# Data shown
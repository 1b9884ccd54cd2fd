//! Tag names are unique regardless of case.

use std::sync::Arc;

use document_manager::{ErrorKind, ServiceError, TagRequest, TagService};
use document_repository::InMemoryDocumentStore;

#[tokio::test]
async fn test_tag_names_are_case_insensitive() {
    let store = InMemoryDocumentStore::new();
    let service = TagService::new(Arc::new(store.clone()), Arc::new(store));

    let urgent = service.create(TagRequest::new("Urgent")).await.unwrap();
    let duplicate = service.create(TagRequest::new("urgent")).await;

    match duplicate {
        Err(err @ ServiceError::AlreadyExists(_)) => {
            assert_eq!(err.kind(), ErrorKind::ClientError);
        }
        other => panic!("expected AlreadyExists, got {:?}", other),
    }

    let all = service.list_all().await.unwrap();
    assert_eq!(all, vec![urgent]);
}
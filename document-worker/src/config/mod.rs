//! Configuration and dependency initialization for the worker.

mod dependencies;

pub use dependencies::{ConnectionMode, Dependencies};

use std::env;
use std::time::Duration;

use crate::extract::DEFAULT_SUMMARY_CHARS;

/// Default interval between progress log lines.
const DEFAULT_PROGRESS_INTERVAL_SECS: u64 = 10;

/// Settings of the worker process.
#[derive(Debug, Clone, PartialEq, Eq)]
pub struct WorkerConfig {
    /// Run the upload consumer (extraction, indexing, summarization).
    pub run_upload_consumer: bool,
    /// Run the summary consumer.
    pub run_summary_consumer: bool,
    pub progress_interval: Duration,
    /// Keep extracted text in the object store next to the document.
    pub persist_text: bool,
    /// Approximate length of generated summaries, in characters.
    pub summary_chars: usize,
}

impl Default for WorkerConfig {
    fn default() -> Self {
        Self {
            run_upload_consumer: true,
            run_summary_consumer: true,
            progress_interval: Duration::from_secs(DEFAULT_PROGRESS_INTERVAL_SECS),
            persist_text: true,
            summary_chars: DEFAULT_SUMMARY_CHARS,
        }
    }
}

fn env_flag(name: &str, default: bool) -> bool {
    match env::var(name) {
        Ok(value) => matches!(
            value.trim().to_lowercase().as_str(),
            "1" | "true" | "yes" | "on"
        ),
        Err(_) => default,
    }
}

impl WorkerConfig {
    /// Create a WorkerConfig from environment variables.
    ///
    /// # Environment Variables
    ///
    /// - `WORKER_UPLOAD_CONSUMER` (default: true)
    /// - `WORKER_SUMMARY_CONSUMER` (default: true)
    /// - `WORKER_PROGRESS_INTERVAL_SECS` (default: 10)
    /// - `WORKER_PERSIST_TEXT` (default: true)
    /// - `WORKER_SUMMARY_CHARS` (default: 300)
    pub fn from_env() -> Self {
        let defaults = Self::default();
        Self {
            run_upload_consumer: env_flag("WORKER_UPLOAD_CONSUMER", defaults.run_upload_consumer),
            run_summary_consumer: env_flag(
                "WORKER_SUMMARY_CONSUMER",
                defaults.run_summary_consumer,
            ),
            progress_interval: env::var("WORKER_PROGRESS_INTERVAL_SECS")
                .ok()
                .and_then(|s| s.parse::<u64>().ok())
                .filter(|n| *n > 0)
                .map(Duration::from_secs)
                .unwrap_or(defaults.progress_interval),
            persist_text: env_flag("WORKER_PERSIST_TEXT", defaults.persist_text),
            summary_chars: env::var("WORKER_SUMMARY_CHARS")
                .ok()
                .and_then(|s| s.parse::<usize>().ok())
                .filter(|n| *n > 0)
                .unwrap_or(defaults.summary_chars),
        }
    }
}

#[cfg(test)]
mod tests {
    use super::*;

    #[test]
    fn test_defaults_run_everything() {
        let config = WorkerConfig::default();
        assert!(config.run_upload_consumer);
        assert!(config.run_summary_consumer);
        assert!(config.persist_text);
        assert_eq!(config.progress_interval, Duration::from_secs(10));
        assert_eq!(config.summary_chars, 300);
    }
}
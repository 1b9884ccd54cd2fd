//! Tag service: tag lifecycle and document/tag associations.

use std::sync::Arc;

use document_repository::{DocumentRepository, TagRepository};
use document_shared::{Document, Tag};
use tracing::{debug, info, instrument};
use uuid::Uuid;

use crate::errors::ServiceError;
use crate::requests::TagRequest;

pub struct TagService {
    tags: Arc<dyn TagRepository>,
    documents: Arc<dyn DocumentRepository>,
}

impl TagService {
    pub fn new(tags: Arc<dyn TagRepository>, documents: Arc<dyn DocumentRepository>) -> Self {
        Self { tags, documents }
    }

    async fn document(&self, id: Uuid) -> Result<Document, ServiceError> {
        self.documents
            .find_by_id(id)
            .await?
            .ok_or_else(|| ServiceError::not_found(format!("Document {} not found", id)))
    }

    async fn tag(&self, id: Uuid) -> Result<Tag, ServiceError> {
        self.tags
            .find_by_id(id)
            .await?
            .ok_or_else(|| ServiceError::not_found(format!("Tag {} not found", id)))
    }

    /// Create a tag. Names are unique ignoring case.
    ///
    /// # Errors
    ///
    /// * `ValidationFailed` - Blank or overlong name, overlong color
    /// * `AlreadyExists` - A tag with the same name exists
    #[instrument(skip(self))]
    pub async fn create(&self, request: TagRequest) -> Result<Tag, ServiceError> {
        let (name, color) = request.normalized()?;

        if let Some(existing) = self.tags.find_by_name_ignore_case(&name).await? {
            return Err(ServiceError::already_exists(format!(
                "Tag already exists: {}",
                existing.name
            )));
        }

        let tag = Tag::new(name, color);
        // A concurrent create surfaces as Duplicate, mapped to AlreadyExists
        self.tags.save(&tag).await?;

        info!(tag_id = %tag.id, name = %tag.name, "Tag created");
        Ok(tag)
    }

    /// All tags ordered by name.
    pub async fn list_all(&self) -> Result<Vec<Tag>, ServiceError> {
        Ok(self.tags.find_all().await?)
    }

    #[instrument(skip(self))]
    pub async fn delete(&self, tag_id: Uuid) -> Result<(), ServiceError> {
        if !self.tags.delete_by_id(tag_id).await? {
            return Err(ServiceError::not_found(format!("Tag {} not found", tag_id)));
        }
        info!(tag_id = %tag_id, "Tag deleted");
        Ok(())
    }

    /// Associate a tag with a document. Adding it twice is a no-op.
    #[instrument(skip(self))]
    pub async fn add_tag_to_document(
        &self,
        document_id: Uuid,
        tag_id: Uuid,
    ) -> Result<Document, ServiceError> {
        self.document(document_id).await?;
        self.tag(tag_id).await?;

        let added = self.documents.add_tag(document_id, tag_id).await?;
        debug!(document_id = %document_id, tag_id = %tag_id, added, "Tag added to document");

        self.document(document_id).await
    }

    /// Remove a tag from a document. Removing an absent association is a no-op.
    #[instrument(skip(self))]
    pub async fn remove_tag_from_document(
        &self,
        document_id: Uuid,
        tag_id: Uuid,
    ) -> Result<Document, ServiceError> {
        self.document(document_id).await?;
        self.tag(tag_id).await?;

        let removed = self.documents.remove_tag(document_id, tag_id).await?;
        debug!(document_id = %document_id, tag_id = %tag_id, removed, "Tag removed from document");

        self.document(document_id).await
    }

    pub async fn tags_for_document(&self, document_id: Uuid) -> Result<Vec<Tag>, ServiceError> {
        self.document(document_id).await?;
        Ok(self.tags.find_by_document(document_id).await?)
    }
}

#[cfg(test)]
mod tests {
    use super::*;
    use document_repository::InMemoryDocumentStore;

    async fn setup() -> (TagService, InMemoryDocumentStore, Document) {
        let store = InMemoryDocumentStore::new();
        let document = Document::new(Uuid::new_v4(), "a.txt", "text/plain", 1, "alice", "key");
        store.insert(&document).await.unwrap();
        let service = TagService::new(Arc::new(store.clone()), Arc::new(store.clone()));
        (service, store, document)
    }

    #[tokio::test]
    async fn test_create_trims_name() {
        let (service, _, _) = setup().await;
        let tag = service
            .create(TagRequest::new("  Finance ").with_color("green"))
            .await
            .unwrap();
        assert_eq!(tag.name, "Finance");
        assert_eq!(tag.color.as_deref(), Some("green"));
        assert_eq!(service.list_all().await.unwrap(), vec![tag]);
    }

    #[tokio::test]
    async fn test_create_rejects_invalid() {
        let (service, _, _) = setup().await;
        assert!(matches!(
            service.create(TagRequest::new("")).await,
            Err(ServiceError::ValidationFailed(_))
        ));
    }

    #[tokio::test]
    async fn test_add_and_remove_are_idempotent() {
        let (service, _, document) = setup().await;
        let tag = service.create(TagRequest::new("urgent")).await.unwrap();

        let tagged = service.add_tag_to_document(document.id, tag.id).await.unwrap();
        assert_eq!(tagged.tags, vec![tag.clone()]);
        let tagged = service.add_tag_to_document(document.id, tag.id).await.unwrap();
        assert_eq!(tagged.tags.len(), 1);

        assert_eq!(
            service.tags_for_document(document.id).await.unwrap(),
            vec![tag.clone()]
        );

        let untagged = service
            .remove_tag_from_document(document.id, tag.id)
            .await
            .unwrap();
        assert!(untagged.tags.is_empty());
        let untagged = service
            .remove_tag_from_document(document.id, tag.id)
            .await
            .unwrap();
        assert!(untagged.tags.is_empty());
    }

    #[tokio::test]
    async fn test_missing_sides_are_not_found() {
        let (service, _, document) = setup().await;
        let tag = service.create(TagRequest::new("urgent")).await.unwrap();

        assert!(matches!(
            service.add_tag_to_document(Uuid::new_v4(), tag.id).await,
            Err(ServiceError::NotFound(_))
        ));
        assert!(matches!(
            service.add_tag_to_document(document.id, Uuid::new_v4()).await,
            Err(ServiceError::NotFound(_))
        ));
        assert!(matches!(
            service.remove_tag_from_document(document.id, Uuid::new_v4()).await,
            Err(ServiceError::NotFound(_))
        ));
        assert!(matches!(
            service.tags_for_document(Uuid::new_v4()).await,
            Err(ServiceError::NotFound(_))
        ));
    }

    #[tokio::test]
    async fn test_delete_tag() {
        let (service, _, document) = setup().await;
        let tag = service.create(TagRequest::new("urgent")).await.unwrap();
        service.add_tag_to_document(document.id, tag.id).await.unwrap();

        service.delete(tag.id).await.unwrap();

        assert!(service.list_all().await.unwrap().is_empty());
        assert!(service.tags_for_document(document.id).await.unwrap().is_empty());
        assert!(matches!(
            service.delete(tag.id).await,
            Err(ServiceError::NotFound(_))
        ));
    }
}
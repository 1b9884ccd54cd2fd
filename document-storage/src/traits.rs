//! Storage abstraction trait
//!
//! This module defines the `ObjectStorage` trait that all storage backends implement,
//! along with the error type shared by every backend.

use async_trait::async_trait;
use bytes::Bytes;
use thiserror::Error;

/// Content type recorded when the caller does not supply one.
pub const DEFAULT_CONTENT_TYPE: &str = "application/octet-stream";

/// Storage operation errors
#[derive(Debug, Error)]
pub enum StorageError {
    #[error("Upload failed: {0}")]
    UploadFailed(String),

    #[error("Download failed: {0}")]
    DownloadFailed(String),

    #[error("Delete failed: {0}")]
    DeleteFailed(String),

    #[error("Invalid storage key: {0}")]
    InvalidKey(String),

    #[error("Invalid input: {0}")]
    InvalidInput(String),

    #[error("Storage backend error: {0}")]
    BackendError(String),

    #[error("Configuration error: {0}")]
    ConfigError(String),
}

impl StorageError {
    /// Create a configuration error.
    pub fn config(msg: impl Into<String>) -> Self {
        Self::ConfigError(msg.into())
    }

    /// Create an invalid key error.
    pub fn invalid_key(msg: impl Into<String>) -> Self {
        Self::InvalidKey(msg.into())
    }
}

/// Result type for storage operations
pub type StorageResult<T> = Result<T, StorageError>;

/// Storage abstraction trait
///
/// Every operation is keyed by a storage key scoped to a single configured
/// bucket or root. Absence is expressed through the return types rather than
/// errors: `load` returns `None` and `exists` returns `false` for a missing
/// object, and deleting a missing object succeeds.
#[async_trait]
pub trait ObjectStorage: Send + Sync {
    /// Store `data` under `key`.
    ///
    /// # Arguments
    ///
    /// * `data` - The content to store
    /// * `size` - Declared size in bytes; must match `data.len()`
    /// * `content_type` - MIME type recorded with the object where supported
    /// * `key` - The storage key
    async fn store(
        &self,
        data: Bytes,
        size: u64,
        content_type: &str,
        key: &str,
    ) -> StorageResult<()>;

    /// Load the object stored under `key`, or `None` if there is none.
    async fn load(&self, key: &str) -> StorageResult<Option<Bytes>>;

    /// Delete the object stored under `key`. Missing objects are not an error.
    async fn delete(&self, key: &str) -> StorageResult<()>;

    /// Returns true if an object is stored under `key`.
    async fn exists(&self, key: &str) -> StorageResult<bool>;
}

/// Validate a storage key before it reaches a backend.
///
/// Keys must be non-empty, must not start with `/`, must not contain `.` or
/// `..` segments, empty segments, backslashes or control characters.
pub fn validate_key(key: &str) -> StorageResult<()> {
    if key.is_empty() {
        return Err(StorageError::invalid_key("Storage key is empty"));
    }

    if key.starts_with('/') {
        return Err(StorageError::invalid_key(format!(
            "Storage key '{}' must not start with '/'",
            key
        )));
    }

    if key.chars().any(|c| c.is_control() || c == '\\') {
        return Err(StorageError::invalid_key(format!(
            "Storage key '{}' contains invalid characters",
            key.escape_debug()
        )));
    }

    if key
        .split('/')
        .any(|segment| segment.is_empty() || segment == "." || segment == "..")
    {
        return Err(StorageError::invalid_key(format!(
            "Storage key '{}' contains an invalid path segment",
            key
        )));
    }

    Ok(())
}

#[cfg(test)]
mod tests {
    use super::*;

    #[test]
    fn test_validate_key_accepts_document_keys() {
        assert!(validate_key("550e8400-e29b-41d4-a716-446655440000-report1.pdf").is_ok());
        assert!(validate_key("ocr/550e8400-e29b-41d4-a716-446655440000.txt").is_ok());
    }

    #[test]
    fn test_validate_key_rejects_invalid_keys() {
        let cases = vec![
            ("", "empty"),
            ("/absolute", "leading slash"),
            ("../escape", "parent segment"),
            ("a/../b", "inner parent segment"),
            ("./here", "current segment"),
            ("a//b", "empty segment"),
            ("trailing/", "trailing slash"),
            ("back\\slash", "backslash"),
            ("null\u{0}byte", "control character"),
            ("new\nline", "newline"),
        ];

        for (key, description) in cases {
            let result = validate_key(key);
            assert!(
                matches!(result, Err(StorageError::InvalidKey(_))),
                "Expected InvalidKey for {:?} ({})",
                key,
                description
            );
        }
    }
}
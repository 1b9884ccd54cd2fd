//! Document worker entry point.
//!
//! Consumes upload and summary events from Kafka and keeps the document
//! records and the search index up to date.

use document_worker::{Dependencies, WorkerError};
use dotenv::dotenv;
use std::env;
use tracing::{error, info};
use tracing_subscriber::{layer::SubscriberExt, util::SubscriberInitExt, EnvFilter};

fn init_tracing() {
    let filter = EnvFilter::try_from_default_env().unwrap_or_else(|_| {
        EnvFilter::new("document_worker=info,document_broker=info,document_search=info")
    });

    let json = env::var("LOG_FORMAT")
        .map(|v| v.eq_ignore_ascii_case("json"))
        .unwrap_or(false);

    if json {
        tracing_subscriber::registry()
            .with(filter)
            .with(
                tracing_subscriber::fmt::layer()
                    .json()
                    .with_target(true)
                    .with_thread_ids(true),
            )
            .init();

        info!(
            service_name = "document-worker",
            service_version = env!("CARGO_PKG_VERSION"),
            "Tracing initialized with JSON format"
        );
    } else {
        tracing_subscriber::registry()
            .with(filter)
            .with(tracing_subscriber::fmt::layer().with_target(true).pretty())
            .init();

        info!(
            service_name = "document-worker",
            service_version = env!("CARGO_PKG_VERSION"),
            "Tracing initialized with console output"
        );
    }
}

#[tokio::main]
async fn main() -> Result<(), WorkerError> {
    dotenv().ok();
    init_tracing();

    info!("Starting document worker");

    let deps = match Dependencies::new().await {
        Ok(deps) => {
            info!("Dependencies initialized successfully");
            deps
        }
        Err(e) => {
            error!(error = %e, "Failed to initialize dependencies");
            return Err(e);
        }
    };

    match deps.orchestrator.run().await {
        Ok(()) => {
            info!("Document worker stopped");
            Ok(())
        }
        Err(e) => {
            error!(error = %e, "Document worker failed");
            Err(e)
        }
    }
}
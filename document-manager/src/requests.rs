//! Request types accepted by the services, with their validation rules.

use bytes::Bytes;

use crate::errors::ServiceError;

/// Maximum tag name length in characters.
pub const MAX_TAG_NAME_CHARS: usize = 100;

/// Maximum tag color length in characters.
pub const MAX_TAG_COLOR_CHARS: usize = 20;

fn require_non_blank(field: &str, value: &str) -> Result<(), ServiceError> {
    if value.trim().is_empty() {
        return Err(ServiceError::validation(format!("{} must not be blank", field)));
    }
    Ok(())
}

fn validate_content(bytes: &Bytes, size: i64, max_size: i64) -> Result<(), ServiceError> {
    if size <= 0 {
        return Err(ServiceError::validation("size must be positive"));
    }
    if size > max_size {
        return Err(ServiceError::validation(format!(
            "size must not exceed {} bytes",
            max_size
        )));
    }
    if bytes.len() as u64 != size as u64 {
        return Err(ServiceError::validation(format!(
            "size {} does not match content length {}",
            size,
            bytes.len()
        )));
    }
    Ok(())
}

/// A new document to store.
#[derive(Debug, Clone)]
pub struct UploadRequest {
    pub bytes: Bytes,
    pub filename: String,
    pub content_type: String,
    pub size: i64,
    /// Opaque uploader identity; `anonymous` when absent.
    pub uploaded_by: Option<String>,
}

impl UploadRequest {
    /// Build a request whose declared size is the content length.
    pub fn new(
        bytes: impl Into<Bytes>,
        filename: impl Into<String>,
        content_type: impl Into<String>,
    ) -> Self {
        let bytes = bytes.into();
        Self {
            size: bytes.len() as i64,
            bytes,
            filename: filename.into(),
            content_type: content_type.into(),
            uploaded_by: None,
        }
    }

    pub fn uploaded_by(mut self, uploader: impl Into<String>) -> Self {
        self.uploaded_by = Some(uploader.into());
        self
    }

    pub(crate) fn validate(&self, max_size: i64) -> Result<(), ServiceError> {
        require_non_blank("filename", &self.filename)?;
        require_non_blank("contentType", &self.content_type)?;
        validate_content(&self.bytes, self.size, max_size)
    }
}

/// New content for an existing document.
#[derive(Debug, Clone)]
pub struct ReplaceRequest {
    pub bytes: Bytes,
    pub filename: String,
    pub content_type: String,
    pub size: i64,
}

impl ReplaceRequest {
    pub fn new(
        bytes: impl Into<Bytes>,
        filename: impl Into<String>,
        content_type: impl Into<String>,
    ) -> Self {
        let bytes = bytes.into();
        Self {
            size: bytes.len() as i64,
            bytes,
            filename: filename.into(),
            content_type: content_type.into(),
        }
    }

    pub(crate) fn validate(&self, max_size: i64) -> Result<(), ServiceError> {
        require_non_blank("filename", &self.filename)?;
        require_non_blank("contentType", &self.content_type)?;
        validate_content(&self.bytes, self.size, max_size)
    }
}

/// Metadata changes that leave the stored content untouched.
#[derive(Debug, Clone, PartialEq, Eq)]
pub struct UpdateMetadataRequest {
    pub filename: String,
    pub content_type: String,
}

impl UpdateMetadataRequest {
    pub(crate) fn validate(&self) -> Result<(), ServiceError> {
        require_non_blank("filename", &self.filename)?;
        require_non_blank("contentType", &self.content_type)
    }
}

#[derive(Debug, Clone, PartialEq, Eq)]
pub struct TagRequest {
    pub name: String,
    pub color: Option<String>,
}

impl TagRequest {
    pub fn new(name: impl Into<String>) -> Self {
        Self {
            name: name.into(),
            color: None,
        }
    }

    pub fn with_color(mut self, color: impl Into<String>) -> Self {
        self.color = Some(color.into());
        self
    }

    /// Validate and return the trimmed name and the color (blank colors become `None`).
    pub(crate) fn normalized(&self) -> Result<(String, Option<String>), ServiceError> {
        let name = self.name.trim();
        require_non_blank("name", name)?;
        if name.chars().count() > MAX_TAG_NAME_CHARS {
            return Err(ServiceError::validation(format!(
                "name must be at most {} characters",
                MAX_TAG_NAME_CHARS
            )));
        }

        let color = self
            .color
            .as_deref()
            .map(str::trim)
            .filter(|c| !c.is_empty());
        if let Some(color) = color {
            if color.chars().count() > MAX_TAG_COLOR_CHARS {
                return Err(ServiceError::validation(format!(
                    "color must be at most {} characters",
                    MAX_TAG_COLOR_CHARS
                )));
            }
        }

        Ok((name.to_string(), color.map(str::to_string)))
    }
}

#[cfg(test)]
mod tests {
    use super::*;

    const MAX: i64 = 1024;

    #[test]
    fn test_upload_request_sizes_from_content() {
        let request = UploadRequest::new("hello", "a.txt", "text/plain");
        assert_eq!(request.size, 5);
        assert!(request.validate(MAX).is_ok());
    }

    #[test]
    fn test_upload_request_rejects_blank_fields() {
        let request = UploadRequest::new("hello", "  ", "text/plain");
        assert!(matches!(
            request.validate(MAX),
            Err(ServiceError::ValidationFailed(msg)) if msg.contains("filename")
        ));

        let request = UploadRequest::new("hello", "a.txt", "");
        assert!(matches!(
            request.validate(MAX),
            Err(ServiceError::ValidationFailed(msg)) if msg.contains("contentType")
        ));
    }

    #[test]
    fn test_upload_request_rejects_bad_sizes() {
        let empty = UploadRequest::new("", "a.txt", "text/plain");
        assert!(empty.validate(MAX).is_err());

        let mut mismatch = UploadRequest::new("hello", "a.txt", "text/plain");
        mismatch.size = 4;
        assert!(mismatch.validate(MAX).is_err());

        let too_big = UploadRequest::new(vec![0u8; 2048], "a.bin", "application/octet-stream");
        assert!(too_big.validate(MAX).is_err());
    }

    #[test]
    fn test_tag_request_trims_and_limits() {
        let (name, color) = TagRequest::new("  Urgent ")
            .with_color("#ff0000")
            .normalized()
            .unwrap();
        assert_eq!(name, "Urgent");
        assert_eq!(color.as_deref(), Some("#ff0000"));

        assert!(TagRequest::new("   ").normalized().is_err());
        assert!(TagRequest::new("x".repeat(101)).normalized().is_err());
        assert!(TagRequest::new("x".repeat(100)).normalized().is_ok());
        assert!(TagRequest::new("ok")
            .with_color("c".repeat(21))
            .normalized()
            .is_err());
    }

    #[test]
    fn test_blank_color_is_dropped() {
        let (_, color) = TagRequest::new("ok").with_color("  ").normalized().unwrap();
        assert_eq!(color, None);
    }
}
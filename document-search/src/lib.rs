//! # Document Search
//!
//! Full-text search over documents. It includes the `SearchIndexProvider`
//! interface with OpenSearch and in-memory implementations, and the
//! `SearchService` that turns raw hits into `SearchResult`s with tag-free
//! snippets.

pub mod config;
pub mod errors;
pub mod interfaces;
pub mod memory;
pub mod opensearch;
pub mod service;
pub mod types;

pub use config::{SearchConfig, DEFAULT_RESULT_LIMIT};
pub use errors::{SearchError, SearchIndexError};
pub use interfaces::SearchIndexProvider;
pub use memory::InMemorySearchIndex;
pub use opensearch::OpenSearchProvider;
pub use service::{build_snippet, SearchService, SNIPPET_MAX_CHARS};
pub use types::{SearchHit, SearchQuery};
//! # Document Worker
//!
//! Background processing for the document pipeline. Consumes upload events,
//! extracts and summarizes text, indexes it into OpenSearch, and persists
//! summaries back onto the document record.
//!
//! ## Architecture
//!
//! 1. **Upload consumer**: loads the stored object, extracts text, indexes it
//!    and publishes a summary
//! 2. **Summary consumer**: saves the summary on the document and in the index
//! 3. **Orchestrator**: runs the consumers and handles shutdown
//!
//! ## Modules
//!
//! - [`config`]: Configuration and dependency initialization
//! - [`extract`]: Text extraction and summarization
//! - [`handlers`]: Message handlers for each queue
//! - [`orchestrator`]: Coordinates the consumers
//! - [`errors`]: Error types for the worker

pub mod config;
pub mod errors;
pub mod extract;
pub mod handlers;
pub mod orchestrator;

pub use config::{ConnectionMode, Dependencies, WorkerConfig};
pub use errors::{ExtractionError, SummarizeError, WorkerError};
pub use extract::{ExtractiveSummarizer, Summarizer, TextExtractor};
pub use handlers::{SummaryHandler, UploadHandler};
pub use orchestrator::Orchestrator;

# Task instructions
Pull every line with the word "octet" from the data.

# Result of this exercise
pub const DEFAULT_CONTENT_TYPE: &str = "application/octet-stream";
        let too_big = UploadRequest::new(vec![0u8; 2048], "a.bin", "application/octet-stream");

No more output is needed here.